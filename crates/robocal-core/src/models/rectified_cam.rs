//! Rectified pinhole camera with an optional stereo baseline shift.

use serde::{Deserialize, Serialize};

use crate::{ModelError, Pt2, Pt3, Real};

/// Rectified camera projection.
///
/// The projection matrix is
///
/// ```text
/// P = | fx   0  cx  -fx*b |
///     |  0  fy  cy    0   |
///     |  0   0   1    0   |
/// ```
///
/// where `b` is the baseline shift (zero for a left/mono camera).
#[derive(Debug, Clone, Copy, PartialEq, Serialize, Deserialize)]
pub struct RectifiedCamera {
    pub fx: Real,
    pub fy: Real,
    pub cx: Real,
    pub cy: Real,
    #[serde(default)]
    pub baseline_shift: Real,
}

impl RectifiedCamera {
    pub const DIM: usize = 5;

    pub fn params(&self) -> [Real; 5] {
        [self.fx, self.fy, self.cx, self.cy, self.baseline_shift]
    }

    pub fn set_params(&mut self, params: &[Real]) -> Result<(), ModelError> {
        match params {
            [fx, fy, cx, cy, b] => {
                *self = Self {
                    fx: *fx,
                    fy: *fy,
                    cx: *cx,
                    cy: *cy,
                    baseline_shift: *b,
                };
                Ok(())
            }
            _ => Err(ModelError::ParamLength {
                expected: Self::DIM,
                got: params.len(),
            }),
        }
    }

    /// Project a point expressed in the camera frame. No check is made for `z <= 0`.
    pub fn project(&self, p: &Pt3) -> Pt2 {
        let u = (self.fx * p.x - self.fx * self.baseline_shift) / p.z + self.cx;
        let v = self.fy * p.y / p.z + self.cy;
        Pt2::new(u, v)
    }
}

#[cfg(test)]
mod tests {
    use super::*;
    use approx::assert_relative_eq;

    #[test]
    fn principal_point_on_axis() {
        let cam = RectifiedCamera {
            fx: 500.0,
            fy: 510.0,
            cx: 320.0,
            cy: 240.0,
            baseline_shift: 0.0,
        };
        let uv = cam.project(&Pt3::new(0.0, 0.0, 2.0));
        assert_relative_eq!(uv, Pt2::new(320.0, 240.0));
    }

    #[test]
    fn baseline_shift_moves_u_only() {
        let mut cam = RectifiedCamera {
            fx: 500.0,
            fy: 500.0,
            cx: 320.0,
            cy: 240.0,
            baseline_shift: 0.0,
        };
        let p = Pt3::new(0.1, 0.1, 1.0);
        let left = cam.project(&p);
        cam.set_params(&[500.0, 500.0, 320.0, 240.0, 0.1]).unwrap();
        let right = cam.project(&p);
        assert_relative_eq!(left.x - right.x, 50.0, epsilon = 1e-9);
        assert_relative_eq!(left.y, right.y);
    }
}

Task brief:
Sift the material for lines with the string "serde". Copy each one found.

Result:
use serde::{Deserialize, Serialize};
    #[serde(default)]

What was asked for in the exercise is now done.